In the most extreme cases, political instability can normalize the use or threat of violence. In sub-Saharan Africa, this has been mostly evidenced in the form of military coups, with two attempted overthrows in the last four months: a successful one in Burkina Faso and a failed coup in Guinea Bissau. But the region has also experienced a resurgence in terrorist activity, with the Islamic State and Boko Haram especially active in the Sahel.

Undermining institutions

Disputed national elections or the threat of rising violence are, only the most overt manifestations of political instability. The bases of a rules-based society, however, are undermined every day behind closed doors by powerful individuals working to game institutions from within by changing or circumventing their rules for personal benefit – at the expense of overall positive progress for society.
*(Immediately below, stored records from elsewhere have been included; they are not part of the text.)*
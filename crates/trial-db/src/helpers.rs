//! Row-to-entity parsing helpers.
//!
//! Dates are stored as RFC 3339 text. `SQLite`'s own `datetime('now')` format
//! (`"2026-02-09 14:30:00"`) is accepted too, for rows written by hand.

use chrono::{DateTime, FixedOffset, Utc};

use crate::error::DatabaseError;

/// Parse a required TEXT column as `DateTime<FixedOffset>`.
///
/// # Errors
///
/// Returns `DatabaseError::Query` if the string cannot be parsed.
pub fn parse_datetime(s: &str) -> Result<DateTime<FixedOffset>, DatabaseError> {
    if let Ok(dt) = DateTime::parse_from_rfc3339(s) {
        return Ok(dt);
    }
    chrono::NaiveDateTime::parse_from_str(s, "%Y-%m-%d %H:%M:%S")
        .map(|naive| naive.and_utc().fixed_offset())
        .map_err(|e| DatabaseError::Query(format!("Failed to parse datetime '{s}': {e}")))
}

/// Parse a required TEXT column as `DateTime<Utc>`.
///
/// # Errors
///
/// Returns `DatabaseError::Query` if the string cannot be parsed.
pub fn parse_utc(s: &str) -> Result<DateTime<Utc>, DatabaseError> {
    parse_datetime(s).map(|dt| dt.with_timezone(&Utc))
}

/// Parse an optional TEXT column as `Option<DateTime<FixedOffset>>`.
///
/// # Errors
///
/// Returns `DatabaseError::Query` if a non-empty string cannot be parsed.
pub fn parse_optional_datetime(
    s: Option<&str>,
) -> Result<Option<DateTime<FixedOffset>>, DatabaseError> {
    match s {
        Some(s) if !s.is_empty() => Ok(Some(parse_datetime(s)?)),
        _ => Ok(None),
    }
}

/// Read a nullable TEXT column. Returns `None` for both SQL NULL and empty string.
///
/// `row.get::<String>(idx)` on a NULL column returns an error, not `""`.
///
/// # Errors
///
/// Returns `DatabaseError` if the column read fails.
pub fn get_opt_string(row: &libsql::Row, idx: i32) -> Result<Option<String>, DatabaseError> {
    match row.get::<Option<String>>(idx)? {
        Some(s) if s.is_empty() => Ok(None),
        other => Ok(other),
    }
}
Such manoeuvring was clearly on display within the boardroom of AFRINIC, a registry that performs an important governance role over Africa’s internet by distributing and keeping track of IP addresses. In a recent meeting convened to elect new board members, the assembly unilaterally decided not to propose a sixth nominee and instead extended the term of one of the board members. Despite violating the rules, the move allows board president Subramanian Moonesamy to cement control over the organisation in what a dissenting member decried as a ‘coup’ that went against “internal and external legal advice.” The move is only going to exacerbate mounting criticism of AfriNIC for its role in holding back African digital development and its arbitrary approach to its mandate.
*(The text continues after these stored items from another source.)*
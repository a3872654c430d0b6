//! Upload pre-check limits.

use serde::{Deserialize, Serialize};

/// 1 MiB.
const fn default_max_bytes() -> u64 {
    1024 * 1024
}

fn default_allowed_extension() -> String {
    "json".to_string()
}

#[derive(Debug, Clone, Deserialize, Serialize)]
pub struct UploadConfig {
    /// Largest accepted upload, in bytes.
    #[serde(default = "default_max_bytes")]
    pub max_bytes: u64,

    /// Required file extension, compared case-insensitively, without the dot.
    #[serde(default = "default_allowed_extension")]
    pub allowed_extension: String,
}

impl Default for UploadConfig {
    fn default() -> Self {
        Self {
            max_bytes: default_max_bytes(),
            allowed_extension: default_allowed_extension(),
        }
    }
}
Another example came in July last year when Nigeria decided to withdraw from the Maritime Organization for West and Central Africa (MOWCA). In an apparent power play, several members decided to simply ignore the rules that had been agreed to nominate the Secretary-General of the organization.  Nigeria’s delegation – which had been the only one to present a candidate fulfilling all eligibility requirements – also released a formal protest statement denouncing “the promotion of illegality, disrespect for the rule of law and contravention of the rules”.
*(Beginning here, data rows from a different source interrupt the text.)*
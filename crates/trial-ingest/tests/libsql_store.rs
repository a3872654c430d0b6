//! End-to-end ingestion into an in-memory libSQL database.

use std::sync::Arc;

use pretty_assertions::assert_eq;
use tempfile::TempDir;

use trial_core::entities::TrialRecord;
use trial_core::enums::TrialStatus;
use trial_db::error::DatabaseError;
use trial_db::{TrialDb, UnitOfWork};
use trial_ingest::{
    EventSink, IngestionPipeline, JsonlSink, Outcome, TracingSink, TrialStore,
};
use trial_schema::SchemaValidator;

type Sinks = Vec<Box<dyn EventSink + Send + Sync>>;

async fn test_db() -> TrialDb {
    TrialDb::open_local(":memory:").await.unwrap()
}

fn pipeline() -> IngestionPipeline<TracingSink> {
    IngestionPipeline::new(Arc::new(SchemaValidator::new()), TracingSink)
}

fn document(trial_id: &str, status: &str) -> String {
    format!(
        r#"{{"trialId": "{trial_id}", "title": "Trial {trial_id}", "startDate": "2024-01-25", "status": "{status}"}}"#
    )
}

/// A unit of work whose duplicate lookup never sees the other writer, as
/// when two uploads of the same trial interleave.
struct BlindStore<'db>(UnitOfWork<'db>);

impl TrialStore for BlindStore<'_> {
    type Error = DatabaseError;

    async fn find_by_trial_id(&self, _trial_id: &str) -> Result<Option<TrialRecord>, DatabaseError> {
        Ok(None)
    }

    fn add(&mut self, trial: TrialRecord) -> Result<(), DatabaseError> {
        TrialStore::add(&mut self.0, trial)
    }

    async fn commit(&mut self) -> Result<(), DatabaseError> {
        TrialStore::commit(&mut self.0).await
    }
}

#[tokio::test]
async fn created_trial_is_readable() {
    let db = test_db().await;
    let pipeline = pipeline();
    let raw = document("T-1", "Ongoing");

    let outcome = pipeline
        .ingest(&mut db.unit_of_work(), raw.as_bytes(), raw.len() as u64)
        .await
        .unwrap();

    let id = outcome.id().expect("created");
    let stored = db.get_trial(id).await.unwrap().expect("stored");
    assert_eq!(stored.trial_id, "T-1");
    assert_eq!(stored.status, TrialStatus::Ongoing);
    assert_eq!(stored.duration_in_days, Some(31));
    assert_eq!(
        stored.end_date.map(|d| d.to_rfc3339()),
        Some("2024-02-25T00:00:00+00:00".to_string())
    );
}

#[tokio::test]
async fn second_upload_of_same_trial_is_duplicate() {
    let db = test_db().await;
    let pipeline = pipeline();
    let raw = document("T-1", "NotStarted");

    let first = pipeline
        .ingest_bytes(&mut db.unit_of_work(), raw.as_bytes())
        .await
        .unwrap();
    let second = pipeline
        .ingest_bytes(&mut db.unit_of_work(), raw.as_bytes())
        .await
        .unwrap();

    assert!(first.is_created());
    assert_eq!(
        second,
        Outcome::Rejected("Trial with ID 'T-1' has already been uploaded".into())
    );
    assert_eq!(db.count_trials().await.unwrap(), 1);
}

#[tokio::test]
async fn racing_insert_is_stopped_by_unique_index() {
    let db = test_db().await;
    let pipeline = pipeline();
    let raw = document("T-1", "Completed");

    let mut first = BlindStore(db.unit_of_work());
    let mut second = BlindStore(db.unit_of_work());
    let won = pipeline.ingest_bytes(&mut first, raw.as_bytes()).await.unwrap();
    let lost = pipeline.ingest_bytes(&mut second, raw.as_bytes()).await.unwrap();

    assert!(won.is_created());
    assert_eq!(
        lost,
        Outcome::Rejected("Processing error: Trial with ID 'T-1' already exists".into())
    );
    assert_eq!(db.count_trials().await.unwrap(), 1);
}

#[tokio::test(flavor = "multi_thread", worker_threads = 8)]
async fn concurrent_distinct_uploads_are_all_created() {
    let db = Arc::new(test_db().await);
    let pipeline = Arc::new(pipeline());

    let handles: Vec<_> = (0..64)
        .map(|i| {
            let db = Arc::clone(&db);
            let pipeline = Arc::clone(&pipeline);
            tokio::spawn(async move {
                let raw = document(&format!("T-{i}"), "Ongoing");
                pipeline
                    .ingest_bytes(&mut db.unit_of_work(), raw.as_bytes())
                    .await
                    .unwrap()
            })
        })
        .collect();

    for handle in handles {
        let outcome = handle.await.unwrap();
        assert!(outcome.is_created(), "{outcome}");
    }
    assert_eq!(db.count_trials().await.unwrap(), 64);
}

#[tokio::test(flavor = "multi_thread", worker_threads = 8)]
async fn concurrent_uploads_of_one_trial_create_it_once() {
    let db = Arc::new(test_db().await);
    let pipeline = Arc::new(pipeline());

    let handles: Vec<_> = (0..16)
        .map(|_| {
            let db = Arc::clone(&db);
            let pipeline = Arc::clone(&pipeline);
            tokio::spawn(async move {
                let raw = document("T-1", "Ongoing");
                pipeline
                    .ingest_bytes(&mut db.unit_of_work(), raw.as_bytes())
                    .await
                    .unwrap()
            })
        })
        .collect();

    let mut created = 0;
    for handle in handles {
        match handle.await.unwrap() {
            Outcome::Created(_) => created += 1,
            Outcome::Rejected(reason) => assert!(
                reason == "Trial with ID 'T-1' has already been uploaded"
                    || reason == "Processing error: Trial with ID 'T-1' already exists",
                "{reason}"
            ),
        }
    }
    assert_eq!(created, 1);
    assert_eq!(db.count_trials().await.unwrap(), 1);
}

#[tokio::test]
async fn five_digit_year_is_rejected_and_store_stays_readable() {
    let db = test_db().await;
    let pipeline = pipeline();
    let raw = r#"{"trialId": "T-F", "title": "X", "startDate": "+10000-01-25", "status": "Completed"}"#;

    let first = pipeline
        .ingest_bytes(&mut db.unit_of_work(), raw.as_bytes())
        .await
        .unwrap();
    let good = document("T-1", "Ongoing");
    pipeline
        .ingest_bytes(&mut db.unit_of_work(), good.as_bytes())
        .await
        .unwrap();

    assert_eq!(
        first,
        Outcome::Rejected("Invalid JSON format: DateTimeExpected: #/startDate".into())
    );
    assert_eq!(db.list_trials(None).await.unwrap().len(), 1);
}

#[tokio::test]
async fn rejected_upload_writes_nothing() {
    let db = test_db().await;
    let pipeline = pipeline();

    let outcome = pipeline
        .ingest_bytes(&mut db.unit_of_work(), br#"{"trialId": "T-1"}"#)
        .await
        .unwrap();

    assert!(!outcome.is_created());
    assert_eq!(db.count_trials().await.unwrap(), 0);
}

#[tokio::test]
async fn created_event_lands_in_trail() {
    let db = test_db().await;
    let dir = TempDir::new().unwrap();
    let validator = Arc::new(SchemaValidator::new());
    let jsonl = JsonlSink::new(dir.path(), Arc::clone(&validator)).unwrap();
    let trail = jsonl.path().to_path_buf();
    let sinks: Sinks = vec![Box::new(TracingSink), Box::new(jsonl)];
    let pipeline = IngestionPipeline::new(validator, sinks);
    let raw = document("T-9", "Ongoing");

    let outcome = pipeline
        .ingest_bytes(&mut db.unit_of_work(), raw.as_bytes())
        .await
        .unwrap();

    let lines: Vec<serde_json::Value> = serde_jsonlines::json_lines(&trail)
        .unwrap()
        .collect::<std::io::Result<_>>()
        .unwrap();
    assert_eq!(lines.len(), 1);
    assert_eq!(lines[0]["trial"]["id"], outcome.id().unwrap());
    assert_eq!(lines[0]["trial"]["trialId"], "T-9");
}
Festering mistrust and deterring investment

The consistent disregard for rules within regulatory bodies, political fora, and international organizations has naturally chipped away at the trust towards institutions in sub-Saharan Africa. The certainty of a rules-based society is systematically replaced by lawlessness and the reign of the arbitrary. Such a context naturally provides fertile ground for corruption to fester, as evidenced by the 2021 CPI study by Transparency International that found 44 out of 49 countries in the region are still plagued with issues of systemic corruption.

But this state of affairs chimes less well with foreign investors. Fearful of falling foul of all-powerful politicians or, even more simply, a regulator that arbitrarily decides to change the rules, foreign investors have increasingly decided that it is not worth the risk. Indeed, according to the latest stats compiled by the World Bank, FDI in sub-Saharan Africa has fallen by around $14 billion USD since 2015.

If sub-Saharan Africa wants to truly recover from the economic damage inflicted by the pandemic, inflation and war in Ukraine, attracting foreign investment will be essential. However, for this to happen, any serious plan must tackle the root causes of political instability that continue to clip the immense potential of the region.